*Dataset*
<<<<

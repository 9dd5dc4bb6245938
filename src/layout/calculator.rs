use crate::error::{Error, Result};
use crate::fat32::structs::{BootSector, ClusterId, SectorNum};

/// Size of one directory entry in bytes (fixed by the on-disk format)
const DIR_ENTRY_SIZE: u64 = 32;

/// Raw geometry of a FAT volume, the input to the layout calculator
///
/// `number_root_entries` is nonzero only for FAT12/16-style volumes with a
/// fixed root directory region; FAT32 stores the root directory as a cluster
/// chain and uses 0 here.
#[derive(Debug, Clone, PartialEq, Eq)]
pub struct GeometryParams {
    /// Bytes per sector, nonzero power of two
    pub bytes_per_sector: u32,
    /// Sectors per cluster, nonzero power of two
    pub sectors_per_cluster: u32,
    /// Number of FAT copies
    pub number_of_fats: u32,
    /// Sectors per FAT copy
    pub sectors_per_fat: u32,
    /// Root directory entries (0 for FAT32)
    pub number_root_entries: u32,
    /// Sectors preceding the first FAT
    pub reserved_sector_count: u32,
    /// Total data clusters
    pub number_of_clusters: u32,
    /// Total sectors available on the media, if known (enables the
    /// volume-size cross-check in the validator)
    pub total_sectors: Option<u64>,
}

impl GeometryParams {
    /// Derive geometry from a parsed boot sector
    ///
    /// The cluster count is derived from the BPB totals the same way a FAT
    /// driver derives it; the declared total sector count becomes the media
    /// cross-check.
    pub fn from_boot_sector(boot: &BootSector) -> Self {
        Self {
            bytes_per_sector: boot.bytes_per_sector() as u32,
            sectors_per_cluster: boot.sectors_per_cluster() as u32,
            number_of_fats: boot.num_fats() as u32,
            sectors_per_fat: boot.fat_size(),
            number_root_entries: boot.root_entry_count() as u32,
            reserved_sector_count: boot.reserved_sectors() as u32,
            number_of_clusters: boot.data_clusters(),
            total_sectors: Some(boot.total_sectors() as u64),
        }
    }

    /// Replace the media-size cross-check with a measured device size
    pub fn with_total_sectors(mut self, total: u64) -> Self {
        self.total_sectors = Some(total);
        self
    }
}

/// A contiguous run of sectors on the volume
#[derive(Debug, Clone, Copy, PartialEq, Eq)]
pub struct Region {
    /// Absolute sector where the region begins
    pub start_sector: u64,
    /// Number of sectors in the region (may be 0)
    pub length_sectors: u64,
}

impl Region {
    /// First sector past the end of the region
    ///
    /// Saturates instead of wrapping so hand-built pathological regions
    /// cannot panic the validator.
    pub const fn end_sector(&self) -> u64 {
        self.start_sector.saturating_add(self.length_sectors)
    }

    pub const fn is_empty(&self) -> bool {
        self.length_sectors == 0
    }
}

impl std::fmt::Display for Region {
    fn fmt(&self, f: &mut std::fmt::Formatter<'_>) -> std::fmt::Result {
        write!(
            f,
            "sectors {}..{} ({} sectors)",
            self.start_sector,
            self.end_sector(),
            self.length_sectors
        )
    }
}

/// The computed on-disk layout of a FAT volume
///
/// Regions are contiguous and non-overlapping, in the fixed order
/// Reserved, FAT, Root Directory, Data. A descriptor is derived once from a
/// `GeometryParams` value and never mutated afterwards; recomputation
/// requires fresh params.
#[derive(Debug, Clone, PartialEq, Eq)]
pub struct LayoutDescriptor {
    /// Boot sector and reserved area
    pub reserved: Region,
    /// All FAT copies, back to back
    pub fat: Region,
    /// Fixed root directory area (zero-length for FAT32)
    pub root_dir: Region,
    /// Cluster-addressed file and directory content
    pub data: Region,
    /// Total data clusters
    pub cluster_count: u32,
    sectors_per_cluster: u64,
}

impl LayoutDescriptor {
    /// Total sectors covered by the layout
    pub fn total_sectors(&self) -> u64 {
        self.data.end_sector()
    }

    /// Map a cluster ID to its first absolute sector
    ///
    /// Returns `None` for the reserved IDs 0 and 1 and for clusters past the
    /// end of the data region.
    pub fn sector_of_cluster(&self, cluster: ClusterId) -> Option<SectorNum> {
        ClusterId::new_checked(cluster.get())?;
        let index = cluster.index() as u64;
        if index >= self.cluster_count as u64 {
            return None;
        }
        Some(SectorNum::new(
            self.data.start_sector + index * self.sectors_per_cluster,
        ))
    }
}

/// Extend the running sector cursor past one more region
fn advance(cursor: u64, length: u64, region: &'static str) -> Result<u64> {
    cursor.checked_add(length).ok_or_else(|| {
        Error::LayoutOverflow(format!(
            "{} region end exceeds the 64-bit sector range",
            region
        ))
    })
}

/// Compute the region layout for the given geometry
///
/// Region boundaries are produced by cumulative summation in the fixed order
/// Reserved, FAT, Root Directory, Data, using exact unsigned 64-bit
/// arithmetic. The only rounding is the ceiling division that turns root
/// directory entries into whole sectors. Pure function: identical inputs
/// always produce identical descriptors.
pub fn compute(params: &GeometryParams) -> Result<LayoutDescriptor> {
    if params.bytes_per_sector == 0 || !params.bytes_per_sector.is_power_of_two() {
        return Err(Error::InvalidGeometry(format!(
            "bytes per sector {} is not a nonzero power of two",
            params.bytes_per_sector
        )));
    }
    if params.sectors_per_cluster == 0 || !params.sectors_per_cluster.is_power_of_two() {
        return Err(Error::InvalidGeometry(format!(
            "sectors per cluster {} is not a nonzero power of two",
            params.sectors_per_cluster
        )));
    }
    if params.number_of_fats == 0 {
        return Err(Error::InvalidGeometry("number of FATs is 0".to_string()));
    }
    if params.sectors_per_fat == 0 {
        return Err(Error::InvalidGeometry("sectors per FAT is 0".to_string()));
    }
    if params.number_of_clusters == 0 {
        return Err(Error::InvalidGeometry("cluster count is 0".to_string()));
    }

    let reserved = Region {
        start_sector: 0,
        length_sectors: params.reserved_sector_count as u64,
    };
    let mut cursor = advance(0, reserved.length_sectors, "Reserved")?;

    // u32 * u32 cannot overflow u64; only the cumulative ends can
    let fat = Region {
        start_sector: cursor,
        length_sectors: params.number_of_fats as u64 * params.sectors_per_fat as u64,
    };
    cursor = advance(cursor, fat.length_sectors, "FAT")?;

    let root_dir = Region {
        start_sector: cursor,
        length_sectors: (params.number_root_entries as u64 * DIR_ENTRY_SIZE)
            .div_ceil(params.bytes_per_sector as u64),
    };
    cursor = advance(cursor, root_dir.length_sectors, "Root directory")?;

    let data = Region {
        start_sector: cursor,
        length_sectors: params.number_of_clusters as u64 * params.sectors_per_cluster as u64,
    };
    advance(cursor, data.length_sectors, "Data")?;

    Ok(LayoutDescriptor {
        reserved,
        fat,
        root_dir,
        data,
        cluster_count: params.number_of_clusters,
        sectors_per_cluster: params.sectors_per_cluster as u64,
    })
}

>>>>

*Aim of the task*
Lines with "LayoutDescriptor": return each one from the data above.

*Solved exercise*
pub struct LayoutDescriptor {
impl LayoutDescriptor {
pub fn compute(params: &GeometryParams) -> Result<LayoutDescriptor> {
    Ok(LayoutDescriptor {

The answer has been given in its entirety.